News

 
WIPO: International Survey on Dispute Resolution in Technology Transactions

In March 2013, the WIPO Arbitration and Mediation Center has presented a Report with the results of its International Survey on Dispute Resolution in Technology Transactions (Survey). The Survey had been designed to assess the current use in technology-related disputes of Alternative Dispute Resolution (ADR) methods as compared to court litigation, including a qualitative evaluation of these dispute resolution options and the results of this Survey provide a statistical basis to identify trends in the resolution of technology-related disputes as well as  emerging best practices as potential guidance for intellectual
property stakeholders in their dispute resolution strategies.
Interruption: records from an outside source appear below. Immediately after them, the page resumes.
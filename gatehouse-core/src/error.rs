/// Errors produced by the `gatehouse-core` crate.
#[derive(Debug, thiserror::Error)]
#[non_exhaustive]
pub enum CoreError {
    /// A file id was not valid URL-safe base64 or did not decode to UTF-8.
    #[error("invalid file id '{id}': {reason}")]
    InvalidFileId { id: String, reason: String },

    /// The bucket proportion table is empty or its weights do not sum to 100.
    #[error("invalid bucket table: {reason}")]
    InvalidBucketTable { reason: String },

    /// Two fields of the same form share a name.
    #[error("form '{form_id}' declares field '{field}' more than once")]
    DuplicateField { form_id: String, field: String },

    /// A dynamic field rule refers to a field the form does not declare.
    #[error("rule '{rule}' of form '{form_id}' references unknown field '{field}'")]
    UnknownRuleField {
        form_id: String,
        rule: String,
        field: String,
    },
}
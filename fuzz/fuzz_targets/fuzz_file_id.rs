//! Fuzz target: `FileId` encode and decode.
//!
//! Any UTF-8 name must survive an encode/decode round trip, and decoding an
//! arbitrary path segment must fail cleanly instead of panicking.

#![no_main]

use gatehouse_core::FileId;
use libfuzzer_sys::fuzz_target;

fuzz_target!(|data: &[u8]| {
    let Ok(text) = std::str::from_utf8(data) else {
        return;
    };

    let url_safe = |b: u8| b.is_ascii_alphanumeric() || matches!(b, b'-' | b'_' | b'=');
    let id = FileId::encode(text);
    assert!(
        id.as_str().bytes().all(url_safe),
        "encoded id must be URL safe: {id}"
    );
    assert_eq!(id.decode().ok().as_deref(), Some(text));

    let _ = FileId::from(text.to_owned()).decode();
});
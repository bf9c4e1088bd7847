// Copyright (C) 2009 The Libphonenumber Authors
// Copyright (C) 2025 Kashin Vladislav (Rust adaptation author)
//
// Licensed under the Apache License, Version 2.0 (the "License");
// you may not use this file except in compliance with the License.
// You may obtain a copy of the License at
//
// http://www.apache.org/licenses/LICENSE-2.0
//
// Unless required by applicable law or agreed to in writing, software
// distributed under the License is distributed on an "AS IS" BASIS,
// WITHOUT WARRANTIES OR CONDITIONS OF ANY KIND, either express or implied.
// See the License for the specific language governing permissions and
// limitations under the License.

/// Vendored mapping from country calling codes to the regions sharing them.
///
/// Pairs are sorted in ascending order by calling code so lookups can use a
/// binary search. Each region list is ordered by priority: the first entry
/// is the main region for the code, the rest follow alphabetically. The
/// region "001" marks a calling code assigned to a non-geographical entity.
pub static COUNTRY_CODE_TO_REGION_CODE: &[(i32, &[&str])] = &[
    (
        1,
        &[
            "US", "AG", "AI", "AS", "BB", "BM", "BS", "CA", "DM", "DO", "GD", "GU", "JM", "KN",
            "KY", "LC", "MP", "MS", "PR", "SX", "TC", "TT", "VC", "VG", "VI",
        ],
    ),
    (7, &["RU", "KZ"]),
    (20, &["EG"]),
    (27, &["ZA"]),
    (30, &["GR"]),
    (31, &["NL"]),
    (32, &["BE"]),
    (33, &["FR"]),
    (34, &["ES"]),
    (36, &["HU"]),
    (39, &["IT", "VA"]),
    (40, &["RO"]),
    (41, &["CH"]),
    (43, &["AT"]),
    (44, &["GB", "GG", "IM", "JE"]),
    (45, &["DK"]),
    (46, &["SE"]),
    (47, &["NO", "SJ"]),
    (48, &["PL"]),
    (49, &["DE"]),
    (51, &["PE"]),
    (52, &["MX"]),
    (53, &["CU"]),
    (54, &["AR"]),
    (55, &["BR"]),
    (56, &["CL"]),
    (57, &["CO"]),
    (58, &["VE"]),
    (60, &["MY"]),
    (61, &["AU", "CC", "CX"]),
    (62, &["ID"]),
    (63, &["PH"]),
    (64, &["NZ"]),
    (65, &["SG"]),
    (66, &["TH"]),
    (81, &["JP"]),
    (82, &["KR"]),
    (84, &["VN"]),
    (86, &["CN"]),
    (90, &["TR"]),
    (91, &["IN"]),
    (92, &["PK"]),
    (93, &["AF"]),
    (94, &["LK"]),
    (95, &["MM"]),
    (98, &["IR"]),
    (211, &["SS"]),
    (212, &["MA", "EH"]),
    (213, &["DZ"]),
    (216, &["TN"]),
    (218, &["LY"]),
    (220, &["GM"]),
    (221, &["SN"]),
    (222, &["MR"]),
    (223, &["ML"]),
    (224, &["GN"]),
    (225, &["CI"]),
    (226, &["BF"]),
    (227, &["NE"]),
    (228, &["TG"]),
    (229, &["BJ"]),
    (230, &["MU"]),
    (231, &["LR"]),
    (232, &["SL"]),
    (233, &["GH"]),
    (234, &["NG"]),
    (235, &["TD"]),
    (236, &["CF"]),
    (237, &["CM"]),
    (238, &["CV"]),
    (239, &["ST"]),
    (240, &["GQ"]),
    (241, &["GA"]),
    (242, &["CG"]),
    (243, &["CD"]),
    (244, &["AO"]),
    (245, &["GW"]),
    (246, &["IO"]),
    (247, &["AC"]),
    (248, &["SC"]),
    (249, &["SD"]),
    (250, &["RW"]),
    (251, &["ET"]),
    (252, &["SO"]),
    (253, &["DJ"]),
    (254, &["KE"]),
    (255, &["TZ"]),
    (256, &["UG"]),
    (257, &["BI"]),
    (258, &["MZ"]),
    (260, &["ZM"]),
    (261, &["MG"]),
    (262, &["RE", "YT"]),
    (263, &["ZW"]),
    (264, &["NA"]),
    (265, &["MW"]),
    (266, &["LS"]),
    (267, &["BW"]),
    (268, &["SZ"]),
    (269, &["KM"]),
    (290, &["SH", "TA"]),
    (291, &["ER"]),
    (297, &["AW"]),
    (298, &["FO"]),
    (299, &["GL"]),
    (350, &["GI"]),
    (351, &["PT"]),
    (352, &["LU"]),
    (353, &["IE"]),
    (354, &["IS"]),
    (355, &["AL"]),
    (356, &["MT"]),
    (357, &["CY"]),
    (358, &["FI", "AX"]),
    (359, &["BG"]),
    (370, &["LT"]),
    (371, &["LV"]),
    (372, &["EE"]),
    (373, &["MD"]),
    (374, &["AM"]),
    (375, &["BY"]),
    (376, &["AD"]),
    (377, &["MC"]),
    (378, &["SM"]),
    (380, &["UA"]),
    (381, &["RS"]),
    (382, &["ME"]),
    (383, &["XK"]),
    (385, &["HR"]),
    (386, &["SI"]),
    (387, &["BA"]),
    (389, &["MK"]),
    (420, &["CZ"]),
    (421, &["SK"]),
    (423, &["LI"]),
    (500, &["FK"]),
    (501, &["BZ"]),
    (502, &["GT"]),
    (503, &["SV"]),
    (504, &["HN"]),
    (505, &["NI"]),
    (506, &["CR"]),
    (507, &["PA"]),
    (508, &["PM"]),
    (509, &["HT"]),
    (590, &["GP", "BL", "MF"]),
    (591, &["BO"]),
    (592, &["GY"]),
    (593, &["EC"]),
    (594, &["GF"]),
    (595, &["PY"]),
    (596, &["MQ"]),
    (597, &["SR"]),
    (598, &["UY"]),
    (599, &["CW", "BQ"]),
    (670, &["TL"]),
    (672, &["NF"]),
    (673, &["BN"]),
    (674, &["NR"]),
    (675, &["PG"]),
    (676, &["TO"]),
    (677, &["SB"]),
    (678, &["VU"]),
    (679, &["FJ"]),
    (680, &["PW"]),
    (681, &["WF"]),
    (682, &["CK"]),
    (683, &["NU"]),
    (685, &["WS"]),
    (686, &["KI"]),
    (687, &["NC"]),
    (688, &["TV"]),
    (689, &["PF"]),
    (690, &["TK"]),
    (691, &["FM"]),
    (692, &["MH"]),
    (800, &["001"]),
    (808, &["001"]),
    (850, &["KP"]),
    (852, &["HK"]),
    (853, &["MO"]),
    (855, &["KH"]),
    (856, &["LA"]),
    (870, &["001"]),
    (878, &["001"]),
    (880, &["BD"]),
    (881, &["001"]),
    (882, &["001"]),
    (883, &["001"]),
    (886, &["TW"]),
    (888, &["001"]),
    (960, &["MV"]),
    (961, &["LB"]),
    (962, &["JO"]),
    (963, &["SY"]),
    (964, &["IQ"]),
    (965, &["KW"]),
    (966, &["SA"]),
    (967, &["YE"]),
    (968, &["OM"]),
    (970, &["PS"]),
    (971, &["AE"]),
    (972, &["IL"]),
    (973, &["BH"]),
    (974, &["QA"]),
    (975, &["BT"]),
    (976, &["MN"]),
    (977, &["NP"]),
    (979, &["001"]),
    (992, &["TJ"]),
    (993, &["TM"]),
    (994, &["AZ"]),
    (995, &["GE"]),
    (996, &["KG"]),
    (998, &["UZ"]),
];

#[cfg(test)]
mod tests {
    use super::COUNTRY_CODE_TO_REGION_CODE;

    #[test]
    fn map_is_sorted_by_calling_code() {
        let codes: Vec<i32> = COUNTRY_CODE_TO_REGION_CODE
            .iter()
            .map(|(code, _)| *code)
            .collect();
        let mut sorted = codes.clone();
        sorted.sort();
        sorted.dedup();
        assert_eq!(codes, sorted);
    }

    #[test]
    fn region_lists_are_non_empty() {
        for (code, regions) in COUNTRY_CODE_TO_REGION_CODE {
            assert!(!regions.is_empty(), "empty region list for {}", code);
        }
    }

    #[test]
    fn non_geographical_codes_are_singletons() {
        for (code, regions) in COUNTRY_CODE_TO_REGION_CODE {
            if regions.contains(&"001") {
                assert_eq!(
                    1,
                    regions.len(),
                    "calling code {} mixes geographic and non-geographic regions",
                    code
                );
            }
        }
    }
}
The Survey had been developed with the support of the International Association for the Protection of Intellectual Property (AIPPI), the Association of University Technology Managers (AUTM), the Fédération Internationale des Conseils en Propriété Industrielle (FICPI) and the Licensing Executives Society International (LESI) in collaboration with in-house counsel and external experts in technology disputes from different jurisdictions and business areas.

Respondents

393 Respondents (law firms, companies, research organizations, universities, government bodies or self-employed) from 62 countries (based in Europe, North America, Asia, South America, Oceania, the Caribbean, Central America and Africa) have completed the Survey.
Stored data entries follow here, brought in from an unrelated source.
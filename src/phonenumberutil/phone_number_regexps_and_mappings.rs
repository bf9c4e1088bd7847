// Copyright (C) 2009 The Libphonenumber Authors
// Copyright (C) 2025 The Kashin Vladislav (Rust adaptation author)
//
// Licensed under the Apache License, Version 2.0 (the "License");
// you may not use this file except in compliance with the License.
// You may obtain a copy of the License at
//
// http://www.apache.org/licenses/LICENSE-2.0
//
// Unless required by applicable law or agreed to in writing, software
// distributed under the License is distributed on an "AS IS" BASIS,
// WITHOUT WARRANTIES OR CONDITIONS OF ANY KIND, either express or implied.
// See the License for the specific language governing permissions and
// limitations under the License.

use std::collections::HashMap;

use regex::Regex;

use crate::{
    phonenumberutil::{
        helper_constants::{
            CAPTURE_UP_TO_SECOND_NUMBER_START, DIGITS, MIN_LENGTH_FOR_NSN, PLUS_CHARS,
            VALID_ALPHA, VALID_PUNCTUATION,
        },
        helper_functions::create_extn_pattern,
    },
    regexp_cache::RegexCache,
};

#[allow(unused)]
pub(super) struct PhoneNumberRegExpsAndMappings {
    /// Regular expression of viable phone numbers. This is location
    /// independent. Checks we have at least three leading digits, and only
    /// valid punctuation, alpha characters and digits in the phone number.
    /// Does not include extension data. The symbol 'x' is allowed here as
    /// valid punctuation since it is often used as a placeholder for carrier
    /// codes, for example in Brazilian phone numbers. We also allow multiple
    /// plus-signs at the start.
    ///
    /// Corresponds to the following:
    /// `plus_sign*([punctuation]*[digits]){3,}([punctuation]|[digits]|[alpha])*`
    valid_phone_number: String,

    /// Regexp of all possible ways to write extensions, for use when
    /// parsing. This will be run as a case-insensitive regexp match. Wide
    /// character versions are also provided after each ASCII version.
    /// For parsing, we are slightly more lenient in our interpretation than
    /// for matching. Here we allow "comma" and "semicolon" as possible
    /// extension indicators. When matching, these are hardly ever used to
    /// indicate this.
    extn_patterns_for_parsing: String,

    /// Regexp of all possible ways to write extensions, for use when finding
    /// phone numbers in text. Wide character versions are also provided
    /// after each ASCII version.
    pub extn_patterns_for_matching: String,

    pub regexp_cache: RegexCache,

    /// These mappings map a character (key) to a specific digit that should
    /// replace it for normalization purposes. It covers both the E.161
    /// keypad letters and the ASCII digits themselves.
    pub alpha_phone_mappings: HashMap<char, char>,

    /// Regular expression of a single decimal digit, capturing it.
    pub capturing_digit_pattern: Regex,

    /// Regular expression of acceptable characters that may start a phone
    /// number for the purposes of parsing. This allows us to strip away
    /// meaningless prefixes to phone numbers that may be mistakenly given to
    /// us. This consists of digits and the plus symbol. It does not contain
    /// alpha characters, although they may be used later in the number. It
    /// also does not include other punctuation, as this will be stripped
    /// later during parsing and is of no information value when parsing a
    /// number.
    pub valid_start_char_pattern: Regex,

    /// Regular expression of valid characters before a marker that might
    /// indicate a second number.
    pub capture_up_to_second_number_start_pattern: Regex,

    /// Regular expression of trailing characters that we want to remove. We
    /// remove all characters that are not alpha or numerical characters. The
    /// hash character is retained here, as it may signify the previous block
    /// was an extension.
    pub unwanted_end_char_pattern: Regex,

    /// Regular expression of groups of valid punctuation characters.
    pub separator_pattern: Regex,

    /// Regexp of all known extension prefixes used by different regions
    /// followed by 1 or more valid digits, for use when parsing. Anchored to
    /// the end of the input.
    pub extn_pattern: Regex,

    /// We append optionally the extension pattern to the end here, as a
    /// valid phone number may have an extension prefix appended, followed by
    /// 1 or more digits.
    pub valid_phone_number_pattern: Regex,

    /// We use this pattern to check if the phone number has at least three
    /// letters in it - if so, then we treat it as a number where some
    /// phone-number digits are represented by letters.
    pub valid_alpha_phone_pattern: Regex,

    /// The first_group_capturing_pattern was originally set to $1 but there
    /// are some countries for which the first group is not used in the
    /// national pattern (e.g. Argentina) so the $1 group does not match
    /// correctly. Therefore, we use \d, so that the first group actually
    /// used in the pattern will be matched.
    pub first_group_capturing_pattern: Regex,

    pub carrier_code_pattern: Regex,

    pub plus_chars_pattern: Regex,
}

impl PhoneNumberRegExpsAndMappings {
    fn initialize_mappings(&mut self) {
        // Simple ASCII digits map used to populate alpha_phone_mappings.
        let mut ascii_digit_mappings = HashMap::with_capacity(10);
        for d in '0'..='9' {
            ascii_digit_mappings.insert(d, d);
        }

        // The ITU E.161 keypad mapping. Only uppercase letters are listed;
        // lookups fold case (and full-width forms) before consulting the map.
        let mut alpha_map = HashMap::with_capacity(40);
        alpha_map.insert('A', '2');
        alpha_map.insert('B', '2');
        alpha_map.insert('C', '2');
        alpha_map.insert('D', '3');
        alpha_map.insert('E', '3');
        alpha_map.insert('F', '3');
        alpha_map.insert('G', '4');
        alpha_map.insert('H', '4');
        alpha_map.insert('I', '4');
        alpha_map.insert('J', '5');
        alpha_map.insert('K', '5');
        alpha_map.insert('L', '5');
        alpha_map.insert('M', '6');
        alpha_map.insert('N', '6');
        alpha_map.insert('O', '6');
        alpha_map.insert('P', '7');
        alpha_map.insert('Q', '7');
        alpha_map.insert('R', '7');
        alpha_map.insert('S', '7');
        alpha_map.insert('T', '8');
        alpha_map.insert('U', '8');
        alpha_map.insert('V', '8');
        alpha_map.insert('W', '9');
        alpha_map.insert('X', '9');
        alpha_map.insert('Y', '9');
        alpha_map.insert('Z', '9');

        let mut combined_map = HashMap::with_capacity(40);
        combined_map.extend(alpha_map.iter());
        combined_map.extend(ascii_digit_mappings.iter());
        self.alpha_phone_mappings = combined_map;
    }

    pub fn new() -> Self {
        // It'll be initialized only once, so we can use slow format!
        let extn_patterns_for_parsing = create_extn_pattern(true);
        let valid_phone_number = format!(
            "[{}]*(?:[{}]*{}){{{},}}[{}{}{}]*",
            PLUS_CHARS,
            VALID_PUNCTUATION,
            DIGITS,
            MIN_LENGTH_FOR_NSN,
            VALID_PUNCTUATION,
            VALID_ALPHA,
            DIGITS,
        );

        let mut instance = Self {
            valid_phone_number: valid_phone_number.clone(),
            extn_patterns_for_parsing: extn_patterns_for_parsing.clone(),
            extn_patterns_for_matching: create_extn_pattern(false),
            regexp_cache: RegexCache::with_capacity(128),
            alpha_phone_mappings: Default::default(),
            capturing_digit_pattern: Regex::new(&format!("([{}])", DIGITS)).unwrap(),
            valid_start_char_pattern: Regex::new(&format!("[{}{}]", PLUS_CHARS, DIGITS)).unwrap(),
            capture_up_to_second_number_start_pattern: Regex::new(
                CAPTURE_UP_TO_SECOND_NUMBER_START,
            )
            .unwrap(),
            unwanted_end_char_pattern: Regex::new("[^\\p{N}\\p{L}#]").unwrap(),
            separator_pattern: Regex::new(&format!("[{}]+", VALID_PUNCTUATION)).unwrap(),
            extn_pattern: Regex::new(&format!("(?i)(?:{})$", &extn_patterns_for_parsing)).unwrap(),
            valid_phone_number_pattern: Regex::new(&format!(
                "(?i)^(?:{})(?:{})?$",
                &valid_phone_number, &extn_patterns_for_parsing
            ))
            .unwrap(),
            valid_alpha_phone_pattern: Regex::new("(?:.*?[A-Za-z]){3}.*").unwrap(),
            first_group_capturing_pattern: Regex::new("(\\$\\d)").unwrap(),
            carrier_code_pattern: Regex::new("\\$CC").unwrap(),
            plus_chars_pattern: Regex::new(&format!("[{}]+", PLUS_CHARS)).unwrap(),
        };
        instance.initialize_mappings();
        instance
    }
}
Respondents are active in different business areas, including pharmaceuticals, biotechnology, IT, electronics, telecom, life sciences, chemicals, consumer goods and mechanical.

Findings

The core findings of the Survey are as follows:

  • Technology-related Agreements Concluded in the Past Two Years:  Of the types of agreements listed in the Survey, Respondents concluded most frequently non-disclosure agreements (NDA), followed by assignments, licenses, agreements on settlement of litigation, research and development (R&D) agreements and merger and acquisition (M&A) agreements. The subject matter of such agreements related more often to patents than to know-how or copyright.
  • Agreements Leading Most Often to Disputes:  Respondents were asked to estimate what percentage of the technology-related agreements they concluded led to disputes. As such agreements, the questionnaire listed, in this order, NDAs, R&D agreements, licenses, settlement agreements, M&A agreements and assignments.
  • Choice of Dispute Resolution Clauses:  Court litigation was the most common stand-alone dispute resolution clause (32%), followed by (expedited) arbitration (30%) and mediation (12%). Mediation is also included where parties use multitier clauses (17% of all clauses) prior to court litigation, (expedited) arbitration or expert determination. Respondents generally perceived a trend towards out-of-court dispute resolution mechanisms.
  • Types of Technology Disputes and Party Objectives:  For contractual and non-contractual disputes, patent issues arose nearly twice as often as copyright or know-how issues.
  • Mechanisms Used to Resolve Disputes: Type, Time and Costs  The most common mechanism used to resolve technology disputes was court litigation in Respondents’ home jurisdiction, followed by court litigation in another jurisdiction, arbitration, mediation, expedited arbitration and expert determination. Respondents indicated that they spent more time and incurred significantly higher costs in court litigation than in arbitration and mediation.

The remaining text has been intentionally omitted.